> _Task prompt_:
Read through the data and count the lines that contain the string "Option"; give only the result.

(Data for this task)

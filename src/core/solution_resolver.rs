use crate::core::catalog_store::CatalogStore;
use crate::core::{Catalog, EntryKind, ManifestFetcher, StackItem, Storage};
use crate::utils::error::{CatalogError, Result};
use serde::Deserialize;
use std::future::Future;
use std::pin::Pin;
use std::sync::Arc;

type ResolveFuture<'a> = Pin<Box<dyn Future<Output = Result<Vec<String>>> + Send + 'a>>;

#[derive(Debug, Default, Deserialize)]
struct StackManifest {
    #[serde(default)]
    spec: Option<StackSpec>,
}

#[derive(Debug, Default, Deserialize)]
struct StackSpec {
    #[serde(default)]
    stack: Vec<StackItem>,
}

/// Flattens solutions into the BOM ids they are built from.
pub struct SolutionResolver<S: Storage> {
    store: Arc<CatalogStore<S>>,
    fetcher: Arc<dyn ManifestFetcher>,
}

impl<S: Storage> SolutionResolver<S> {
    pub fn new(store: Arc<CatalogStore<S>>, fetcher: Arc<dyn ManifestFetcher>) -> Self {
        Self { store, fetcher }
    }

    /// Depth-first, in stack order, without deduplication. Unknown solutions resolve to nothing.
    pub async fn resolve_solution_boms(&self, solution_id: &str) -> Result<Vec<String>> {
        let catalog = self.store.get_catalog().await?;
        let mut path = Vec::new();
        self.expand(&catalog, solution_id.to_string(), &mut path)
            .await
    }

    /// Architecture ids for a new solution: explicit ids plus the resolved solution, deduplicated and sorted.
    pub async fn plan_architectures(
        &self,
        solution_id: Option<&str>,
        explicit: &[String],
    ) -> Result<Vec<String>> {
        let mut arch_ids = explicit.to_vec();
        if let Some(solution_id) = solution_id {
            arch_ids.extend(self.resolve_solution_boms(solution_id).await?);
        }
        arch_ids.sort();
        arch_ids.dedup();
        Ok(arch_ids)
    }

    fn expand<'a>(
        &'a self,
        catalog: &'a Catalog,
        solution_id: String,
        path: &'a mut Vec<String>,
    ) -> ResolveFuture<'a> {
        Box::pin(async move {
            if path.contains(&solution_id) {
                let mut cycle = path.clone();
                cycle.push(solution_id.clone());
                tracing::error!("❌ Solution cycle: {}", cycle.join(" -> "));
                return Err(CatalogError::CycleDetected {
                    solution_id,
                    path: cycle,
                });
            }

            let Some(url) = catalog
                .solution(&solution_id)
                .and_then(|entry| entry.metadata_url())
            else {
                tracing::debug!("{} is not a known solution", solution_id);
                return Ok(Vec::new());
            };

            let stack = self.fetch_stack(&solution_id, url).await?;

            path.push(solution_id);
            let mut boms = Vec::new();
            for item in stack {
                match catalog.entry(&item.name) {
                    Some(entry) if entry.kind == EntryKind::Solution => {
                        let nested = self.expand(catalog, item.name, &mut *path).await?;
                        boms.extend(nested);
                    }
                    _ => boms.push(item.name),
                }
            }
            path.pop();

            Ok(boms)
        })
    }

    async fn fetch_stack(&self, solution_id: &str, url: &str) -> Result<Vec<StackItem>> {
        let wrap = |source: CatalogError| CatalogError::SolutionResolution {
            solution_id: solution_id.to_string(),
            source: Box::new(source),
        };

        let text = self
            .fetcher
            .fetch_text(url)
            .await
            .map_err(|e| wrap(e.into()))?;
        let manifest: StackManifest = serde_yaml_ng::from_str(&text).map_err(|e| wrap(e.into()))?;

        Ok(manifest.spec.map(|spec| spec.stack).unwrap_or_default())
    }
}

(End Data for this task)

> _Response for this exercise_:
2